Saviano come quel che resta dei partiti è legato a una concezione di “espressione popolare” parziale e selettiva, che non considerando quelle sfere di partecipazione non strutturate in associazioni o sindacati, quelle che hanno contribuito a criticare e contrastare molte decisioni politiche degli ultimi anni — denunciando, prima, le continuità delle politiche dei governi Berlusconi rispetto a quelle del governo Prodi, del governo Monti e ora del governo Letta, quelle sulla scuola e l’università, sul precariato, su privatizzazioni e liberalizzazioni, sulla costruzione della Tav in Val di Susa e l’ampliamento dell’aeroporto militare Dal Molin a Vicenza che testimoniano di queste continuità trasversali, dai governi di centro-destra a quelli di centro-sinistra e viceversa, fino alle politiche dell’ultimo governo di grande coalizione.

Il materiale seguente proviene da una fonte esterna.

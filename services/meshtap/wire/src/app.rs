//! Application payload dispatch.
//!
//! The message type selects how the inner payload bytes are read: type 1 is
//! UTF-8 text, a fixed set of others are schema messages surfaced as a
//! generic field-name to value mapping. The table below is the whole set;
//! anything else is reported as unsupported.

use meshtap_proto::mapping::NamedEnum;
use meshtap_proto::{PortNum, Position, RouteDiscovery, StoreAndForward, Telemetry, User};
use prost::Message;
use serde::de::DeserializeOwned;
use serde::{Deserialize, Serialize};
use serde_json::Value;

use crate::WireError;

/// Decoded application body
#[derive(Debug, Clone, PartialEq, Serialize, Deserialize)]
#[serde(untagged)]
pub enum AppData {
    /// Plain text message
    Text(String),
    /// Schema message as a field-name to value mapping
    Structured(Value),
}

/// Result of dispatching an application payload
#[derive(Debug, Clone, PartialEq, Serialize, Deserialize)]
pub struct ApplicationRecord {
    /// Message-type id
    pub message_type: u32,
    /// Canonical name of the message type
    pub app_name: String,
    /// Decoded body
    pub app_data: AppData,
}

impl ApplicationRecord {
    /// Text record
    pub fn text(body: impl Into<String>) -> Self {
        let message_type = PortNum::TextMessageApp as u32;
        Self {
            message_type,
            app_name: app_name(message_type),
            app_data: AppData::Text(body.into()),
        }
    }

    /// Structured record for the given message type
    pub fn structured(message_type: u32, fields: Value) -> Self {
        Self {
            message_type,
            app_name: app_name(message_type),
            app_data: AppData::Structured(fields),
        }
    }
}

type DecodeFn = fn(&[u8]) -> Result<Value, WireError>;
type EncodeFn = fn(&Value) -> Result<Vec<u8>, WireError>;

#[derive(Clone, Copy)]
enum BodyCodec {
    Text,
    Schema { decode: DecodeFn, encode: EncodeFn },
}

const fn schema<M>() -> BodyCodec
where
    M: Message + Default + Serialize + DeserializeOwned,
{
    BodyCodec::Schema {
        decode: decode_typed::<M>,
        encode: encode_typed::<M>,
    }
}

const CODECS: &[(PortNum, BodyCodec)] = &[
    (PortNum::TextMessageApp, BodyCodec::Text),
    (PortNum::PositionApp, schema::<Position>()),
    (PortNum::NodeinfoApp, schema::<User>()),
    (PortNum::StoreForwardApp, schema::<StoreAndForward>()),
    (PortNum::TelemetryApp, schema::<Telemetry>()),
    (PortNum::TracerouteApp, schema::<RouteDiscovery>()),
];

fn codec_for(message_type: u32) -> Option<BodyCodec> {
    CODECS
        .iter()
        .find(|(port, _)| *port as u32 == message_type)
        .map(|(_, codec)| *codec)
}

fn decode_typed<M>(body: &[u8]) -> Result<Value, WireError>
where
    M: Message + Default + Serialize,
{
    let message = M::decode(body).map_err(|_| WireError::Decode {
        reason: "application body decode failed",
        likely_cause: "corrupt or truncated application payload",
    })?;
    serde_json::to_value(&message).map_err(|e| WireError::Encode(e.to_string()))
}

fn encode_typed<M>(fields: &Value) -> Result<Vec<u8>, WireError>
where
    M: Message + DeserializeOwned,
{
    let message: M =
        serde_json::from_value(fields.clone()).map_err(|e| WireError::Encode(e.to_string()))?;
    Ok(message.encode_to_vec())
}

/// Canonical name of a message type, `UNKNOWN_<n>` when it has none
pub fn app_name(message_type: u32) -> String {
    i32::try_from(message_type)
        .ok()
        .and_then(PortNum::name_of)
        .map(str::to_string)
        .unwrap_or_else(|| format!("UNKNOWN_{}", message_type))
}

/// Decode an application body
pub fn decode(message_type: u32, body: &[u8]) -> Result<ApplicationRecord, WireError> {
    let app_data = match codec_for(message_type) {
        Some(BodyCodec::Text) => {
            let text = std::str::from_utf8(body).map_err(|_| WireError::Decode {
                reason: "text message is not valid UTF-8",
                likely_cause: "wrong channel key or corrupt payload",
            })?;
            AppData::Text(text.to_string())
        }
        Some(BodyCodec::Schema { decode, .. }) => AppData::Structured(decode(body)?),
        None => return Err(WireError::UnsupportedType(message_type)),
    };

    Ok(ApplicationRecord {
        message_type,
        app_name: app_name(message_type),
        app_data,
    })
}

/// Encode an application record back to its body bytes
pub fn encode(record: &ApplicationRecord) -> Result<Vec<u8>, WireError> {
    match (codec_for(record.message_type), &record.app_data) {
        (Some(BodyCodec::Text), AppData::Text(text)) => Ok(text.as_bytes().to_vec()),
        (Some(BodyCodec::Schema { encode, .. }), AppData::Structured(fields)) => encode(fields),
        (Some(_), _) => Err(WireError::Encode(format!(
            "{} body does not match its message type",
            record.app_name
        ))),
        (None, _) => Err(WireError::UnsupportedType(record.message_type)),
    }
}

#[cfg(test)]
mod tests {
    use super::*;
    use meshtap_proto::HardwareModel;
    use serde_json::json;

    #[test]
    fn test_text_dispatch() {
        let record = decode(1, b"hello").unwrap();
        assert_eq!(record.app_name, "TEXT_MESSAGE_APP");
        assert_eq!(record.app_data, AppData::Text("hello".to_string()));
        assert_eq!(encode(&record).unwrap(), b"hello");
    }

    #[test]
    fn test_invalid_utf8_text() {
        assert!(matches!(
            decode(1, &[0xC3, 0x28]),
            Err(WireError::Decode { .. })
        ));
    }

    #[test]
    fn test_unsupported_type() {
        assert!(matches!(decode(255, b"x"), Err(WireError::UnsupportedType(255))));
        assert!(matches!(decode(5, b""), Err(WireError::UnsupportedType(5))));
    }

    #[test]
    fn test_app_names() {
        assert_eq!(app_name(3), "POSITION_APP");
        assert_eq!(app_name(65), "STORE_FORWARD_APP");
        assert_eq!(app_name(255), "UNKNOWN_255");
        assert_eq!(app_name(u32::MAX), format!("UNKNOWN_{}", u32::MAX));
    }

    #[test]
    fn test_node_info_mapping() {
        let user = User {
            id: "!12345678".to_string(),
            long_name: "Base Camp".to_string(),
            short_name: "BC".to_string(),
            hw_model: HardwareModel::HeltecV3 as i32,
            ..Default::default()
        };

        let record = decode(4, &user.encode_to_vec()).unwrap();
        assert_eq!(record.app_name, "NODEINFO_APP");
        assert_eq!(
            record.app_data,
            AppData::Structured(json!({
                "id": "!12345678",
                "longName": "Base Camp",
                "shortName": "BC",
                "hwModel": "HELTEC_V3",
            }))
        );

        let body = encode(&record).unwrap();
        assert_eq!(User::decode(&body[..]).unwrap(), user);
    }

    #[test]
    fn test_position_mapping() {
        let position = Position {
            latitude_i: Some(473_977_418),
            longitude_i: Some(85_455_939),
            altitude: Some(408),
            time: 1_700_000_000,
            ..Default::default()
        };

        let record = decode(3, &position.encode_to_vec()).unwrap();
        assert_eq!(
            record.app_data,
            AppData::Structured(json!({
                "latitudeI": 473_977_418,
                "longitudeI": 85_455_939,
                "altitude": 408,
                "time": 1_700_000_000u32,
            }))
        );
    }

    #[test]
    fn test_traceroute_mapping() {
        let route = RouteDiscovery {
            route: vec![0x11111111, 0x22222222],
            snr_towards: vec![24, -8],
            ..Default::default()
        };

        let record = decode(70, &route.encode_to_vec()).unwrap();
        assert_eq!(record.app_name, "TRACEROUTE_APP");
        let body = encode(&record).unwrap();
        assert_eq!(RouteDiscovery::decode(&body[..]).unwrap(), route);
    }

    #[test]
    fn test_corrupt_schema_body() {
        // length-delimited field claiming more bytes than present
        let err = decode(4, &[0x0A, 0x10, b'x']).unwrap_err();
        assert!(matches!(err, WireError::Decode { .. }));
        assert!(!err.is_fatal());
    }

    #[test]
    fn test_mismatched_body_rejected() {
        let record = ApplicationRecord::structured(1, json!({"text": "hi"}));
        assert!(matches!(encode(&record), Err(WireError::Encode(_))));

        let record = ApplicationRecord::structured(255, json!({}));
        assert!(matches!(encode(&record), Err(WireError::UnsupportedType(255))));
    }

    #[test]
    fn test_unknown_field_name_rejected_on_encode() {
        let record = ApplicationRecord::structured(4, json!({"hwModel": "NOT_A_MODEL"}));
        assert!(matches!(encode(&record), Err(WireError::Encode(_))));
    }
}
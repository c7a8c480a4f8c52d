//! End-to-end decoding of captured and bridged mesh traffic.

use bytes::{BufMut, Bytes, BytesMut};
use meshtap_proto::{Telemetry, User};
use meshtap_wire::{
    decode_bridge_message, decode_capture_frame, encode_capture_frame, AppData, ApplicationRecord,
    CaptureFrame, CaptureHeader, ChannelKey, DecryptedPayload, FrameBuilder, Link, MeshHeader,
    WireError, BROADCAST_ADDR,
};
use prost::Message;
use serde_json::json;

fn ping_capture() -> CaptureHeader {
    let mut capture = CaptureHeader::new(906_875_000, 2, 9);
    capture.snr_raw = 8;
    capture.packet_rssi_raw = 40;
    capture
}

fn ping_frame(key: &ChannelKey) -> Bytes {
    let header = MeshHeader::new(0x12345678, BROADCAST_ADDR, 0x00000001);
    encode_capture_frame(
        &ping_capture(),
        &header,
        &DecryptedPayload::new(1, Bytes::new()),
        &ApplicationRecord::text("ping"),
        key,
    )
    .unwrap()
}

#[test]
fn unencrypted_ping_capture_decodes() {
    let key = ChannelKey::derive("").unwrap();
    let bytes = ping_frame(&key);

    let (capture, packet) = match decode_capture_frame(bytes, &key).unwrap() {
        CaptureFrame::Mesh { capture, packet } => (capture, packet),
        other => panic!("expected a mesh frame, got {:?}", other),
    };

    assert_eq!(capture.spreading_factor, 9);
    assert_eq!(capture.snr_db(), 2.0);
    assert_eq!(capture.bandwidth_label(), "250 kHz");

    assert_eq!(packet.link.source().to_string(), "!12345678");
    assert_eq!(packet.link.destination().to_string(), "!ffffffff");
    assert_eq!(packet.link.packet_id(), 1);

    let record = packet.app.unwrap();
    assert_eq!(record.app_name, "TEXT_MESSAGE_APP");
    assert_eq!(record.app_data, AppData::Text("ping".to_string()));
}

#[test]
fn unencrypted_ping_body_is_plain_schema() {
    let key = ChannelKey::Unencrypted;
    let bytes = ping_frame(&key);

    // capture header, mesh header, then Data { portnum: 1, payload: "ping" }
    assert_eq!(&bytes[31..], &[0x08, 0x01, 0x12, 0x04, b'p', b'i', b'n', b'g']);
}

#[test]
fn encrypted_capture_round_trip() {
    let key = ChannelKey::derive("AQ==").unwrap();
    let frame = decode_capture_frame(ping_frame(&key), &key).unwrap();

    match frame {
        CaptureFrame::Mesh { packet, .. } => {
            assert_eq!(
                packet.app.unwrap().app_data,
                AppData::Text("ping".to_string())
            );
        }
        other => panic!("expected a mesh frame, got {:?}", other),
    }
}

#[test]
fn corrupted_ciphertext_is_a_decode_error() {
    for key in [ChannelKey::Unencrypted, ChannelKey::default()] {
        let mut bytes = BytesMut::from(&ping_frame(&key)[..]);
        bytes[31] ^= 0xFF;

        match decode_capture_frame(bytes.freeze(), &key) {
            Err(WireError::Decode { reason, .. }) => assert_eq!(reason, "schema decode failed"),
            other => panic!("expected a decode error, got {:?}", other),
        }
    }
}

#[test]
fn corrupted_text_body_fails_only_the_application_layer() {
    // byte 35 is the first body byte: 'p' of "ping"
    for key in [ChannelKey::Unencrypted, ChannelKey::default()] {
        let mut bytes = BytesMut::from(&ping_frame(&key)[..]);
        bytes[35] ^= 0x80;

        let packet = match decode_capture_frame(bytes.freeze(), &key).unwrap() {
            CaptureFrame::Mesh { packet, .. } => packet,
            other => panic!("expected a mesh frame, got {:?}", other),
        };
        assert_eq!(packet.payload.message_type, 1);
        assert_eq!(packet.payload.inner.len(), 4);
        match packet.app {
            Err(WireError::Decode { reason, .. }) => {
                assert_eq!(reason, "text message is not valid UTF-8")
            }
            other => panic!("expected a decode error, got {:?}", other),
        }
    }
}

#[test]
fn bit_flip_inside_valid_text_goes_undetected() {
    // counter mode carries no integrity check
    let key = ChannelKey::default();
    let mut bytes = BytesMut::from(&ping_frame(&key)[..]);
    bytes[35] ^= 0x01;

    let packet = match decode_capture_frame(bytes.freeze(), &key).unwrap() {
        CaptureFrame::Mesh { packet, .. } => packet,
        other => panic!("expected a mesh frame, got {:?}", other),
    };
    assert_eq!(packet.app.unwrap().app_data, AppData::Text("qing".to_string()));
}

#[test]
fn malformed_envelope_yields_one_error() {
    let key = ChannelKey::default();
    let garbage: &[&[u8]] = &[&[0x0A, 0x05, 0x01], &[0xFF], &[0x0A, 0x80]];

    for body in garbage {
        let result = decode_bridge_message(body, &key);
        assert!(
            matches!(result, Err(WireError::Envelope(_))),
            "body {:?} gave {:?}",
            body,
            result
        );
    }
}

#[test]
fn bridged_node_info_decodes() {
    let key = ChannelKey::default();
    let user = User {
        id: "!a1b2c3d4".to_string(),
        long_name: "Ridge Relay".to_string(),
        short_name: "RR".to_string(),
        ..Default::default()
    };
    let record = ApplicationRecord::structured(4, json!({
        "id": "!a1b2c3d4",
        "longName": "Ridge Relay",
        "shortName": "RR",
    }));

    let header = MeshHeader::new(0xA1B2C3D4, BROADCAST_ADDR, 0x77);
    let body = FrameBuilder::new(header)
        .build_bridge(&record, &key, "LongFast", "!00000001")
        .unwrap();

    let frame = decode_bridge_message(&body, &key).unwrap();
    assert!(matches!(frame.link, Link::Bridge(_)));
    assert_eq!(User::decode(&frame.payload.inner[..]).unwrap(), user);
    assert_eq!(frame.app.unwrap(), record);
}

#[test]
fn unsupported_application_type_is_not_fatal() {
    let key = ChannelKey::default();
    let header = MeshHeader::new(0x01, 0x02, 0x03);
    let payload = DecryptedPayload::new(255, Bytes::from_static(b"opaque"));

    let mut buf = BytesMut::new();
    ping_capture().encode(&mut buf);
    header.encode(&mut buf);
    buf.put_slice(&payload.encode(header.packet_id, header.src, &key));

    match decode_capture_frame(buf.freeze(), &key).unwrap() {
        CaptureFrame::Mesh { packet, .. } => {
            assert_eq!(packet.app_name(), "UNKNOWN_255");
            let err = packet.app.unwrap_err();
            assert!(matches!(err, WireError::UnsupportedType(255)));
            assert!(!err.is_fatal());
            assert_eq!(&packet.payload.inner[..], b"opaque");
        }
        other => panic!("expected a mesh frame, got {:?}", other),
    }
}

#[test]
fn telemetry_is_surfaced_as_mapping() {
    let key = ChannelKey::default();
    let record = ApplicationRecord::structured(67, json!({
        "time": 1_700_000_000u32,
        "deviceMetrics": { "batteryLevel": 87, "voltage": 3.75 },
    }));

    let header = MeshHeader::new(0x10, BROADCAST_ADDR, 0x20);
    let bytes = FrameBuilder::new(header)
        .with_capture(ping_capture())
        .build(&record, &key)
        .unwrap();

    match decode_capture_frame(bytes, &key).unwrap() {
        CaptureFrame::Mesh { packet, .. } => {
            let decoded = packet.app.unwrap();
            assert_eq!(decoded.app_name, "TELEMETRY_APP");
            assert_eq!(decoded, record);
            assert!(Telemetry::decode(&packet.payload.inner[..]).is_ok());
        }
        other => panic!("expected a mesh frame, got {:?}", other),
    }
}
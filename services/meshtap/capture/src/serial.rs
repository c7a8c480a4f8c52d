//! Sniffer serial framing.
//!
//! The sniffer firmware writes each received frame followed by a fixed
//! two-byte terminator. Frames have no length prefix, so the framer buffers
//! input until it sees the terminator.

use bytes::{Buf, Bytes, BytesMut};
use tracing::warn;

use crate::CaptureError;

/// End-of-frame marker written by the sniffer
pub const FRAME_TERMINATOR: [u8; 2] = [0xCF, 0xCF];

/// Largest frame accepted before giving up on finding a terminator
pub const DEFAULT_MAX_FRAME_SIZE: usize = 4096;

/// Incremental serial frame decoder
#[derive(Debug)]
pub struct SerialFramer {
    max_frame_size: usize,
}

impl SerialFramer {
    /// Create a framer with the default frame limit
    pub fn new() -> Self {
        Self {
            max_frame_size: DEFAULT_MAX_FRAME_SIZE,
        }
    }

    /// Create a framer with a custom frame limit
    pub fn with_max_frame_size(max_frame_size: usize) -> Self {
        Self { max_frame_size }
    }

    /// Take one frame from the buffer, terminator stripped.
    ///
    /// Returns `Ok(None)` while the frame is incomplete. A frame longer than
    /// the limit, terminated or not, is discarded and an error returned; the
    /// next call starts fresh.
    pub fn decode(&mut self, buf: &mut BytesMut) -> Result<Option<Bytes>, CaptureError> {
        match buf
            .windows(FRAME_TERMINATOR.len())
            .position(|w| w == FRAME_TERMINATOR)
        {
            Some(end) if end > self.max_frame_size => {
                buf.advance(end + FRAME_TERMINATOR.len());
                warn!(len = end, "discarding oversized serial frame");
                Err(CaptureError::FrameTooLarge(self.max_frame_size))
            }
            Some(end) => {
                let frame = buf.split_to(end).freeze();
                buf.advance(FRAME_TERMINATOR.len());
                Ok(Some(frame))
            }
            None if buf.len() > self.max_frame_size => {
                let len = buf.len();
                // keep a trailing half terminator
                let keep = usize::from(buf.last() == Some(&FRAME_TERMINATOR[0]));
                buf.advance(len - keep);
                warn!(len, "discarding serial input without frame terminator");
                Err(CaptureError::FrameTooLarge(self.max_frame_size))
            }
            None => Ok(None),
        }
    }
}

impl Default for SerialFramer {
    fn default() -> Self {
        Self::new()
    }
}

#[cfg(test)]
mod tests {
    use super::*;

    #[test]
    fn test_single_frame() {
        let mut framer = SerialFramer::new();
        let mut buf = BytesMut::from(&b"frame\xCF\xCF"[..]);
        assert_eq!(framer.decode(&mut buf).unwrap().unwrap(), &b"frame"[..]);
        assert!(buf.is_empty());
        assert!(framer.decode(&mut buf).unwrap().is_none());
    }

    #[test]
    fn test_partial_frames_stay_buffered() {
        let mut framer = SerialFramer::new();
        let mut buf = BytesMut::new();

        buf.extend_from_slice(b"one\xCF");
        assert!(framer.decode(&mut buf).unwrap().is_none());

        buf.extend_from_slice(b"\xCFtwo\xCF\xCFthr");
        assert_eq!(framer.decode(&mut buf).unwrap().unwrap(), &b"one"[..]);
        assert_eq!(framer.decode(&mut buf).unwrap().unwrap(), &b"two"[..]);
        assert!(framer.decode(&mut buf).unwrap().is_none());
        assert_eq!(&buf[..], b"thr");
    }

    #[test]
    fn test_empty_frame() {
        let mut framer = SerialFramer::new();
        let mut buf = BytesMut::from(&b"\xCF\xCF"[..]);
        assert!(framer.decode(&mut buf).unwrap().unwrap().is_empty());
    }

    #[test]
    fn test_oversized_input_discarded() {
        let mut framer = SerialFramer::with_max_frame_size(8);
        let mut buf = BytesMut::from(&[0x11u8; 9][..]);
        assert!(matches!(
            framer.decode(&mut buf),
            Err(CaptureError::FrameTooLarge(8))
        ));
        assert!(buf.is_empty());

        buf.extend_from_slice(b"ok\xCF\xCF");
        assert_eq!(framer.decode(&mut buf).unwrap().unwrap(), &b"ok"[..]);
    }

    #[test]
    fn test_oversized_terminated_frame_dropped() {
        let mut framer = SerialFramer::with_max_frame_size(8);
        let mut buf = BytesMut::new();
        buf.extend_from_slice(&[0x22u8; 12]);
        buf.extend_from_slice(b"\xCF\xCFnext\xCF\xCF");

        assert!(matches!(
            framer.decode(&mut buf),
            Err(CaptureError::FrameTooLarge(8))
        ));
        assert_eq!(framer.decode(&mut buf).unwrap().unwrap(), &b"next"[..]);
        assert!(buf.is_empty());
    }
}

È più facile non testimoniare dei tetti occupati, delle valli apline, dei canali, dei due lati di uno stretto, di siti per inceneritori, delle proteste di medici, infermieri, pastori, operai, minatori, precari tra altri diversamente flessibili, altrimenti si dovrebbe ammettere la perdita di autorevolezza, oltre che di contatto, con la scontentezza, con il malessere ma anche con il pensiero comune di un popolo che non riconosce più una leadership in quelli che vorrebbero farsi profeti. È più facile imputare le piazze vuote alla disaffezione, al disincanto della democrazia, al disamore della partecipazione piuttosto che spiegarne le cause, ammettere le colpe di opinionisti, guru, maestri auto legittimati e autoreferenziali, piuttosto che accusarne l’assoggettamento ai poteri e politiche che hanno favorito l’isolamento, la dispersione sociale, la diffidenza, l’insicurezza che mina la coesione sociale e la solidarietà e fortifica invece l’inimicizia. La retorica della bruttezza senza responsabilità, del presente senza domani, del rifiuto della speranza come fosse un lusso che non ci possiamo più permettere, pesa come una condanna a nuove schiavitù. E forse dobbiamo ritrovare le piazze dentro di noi.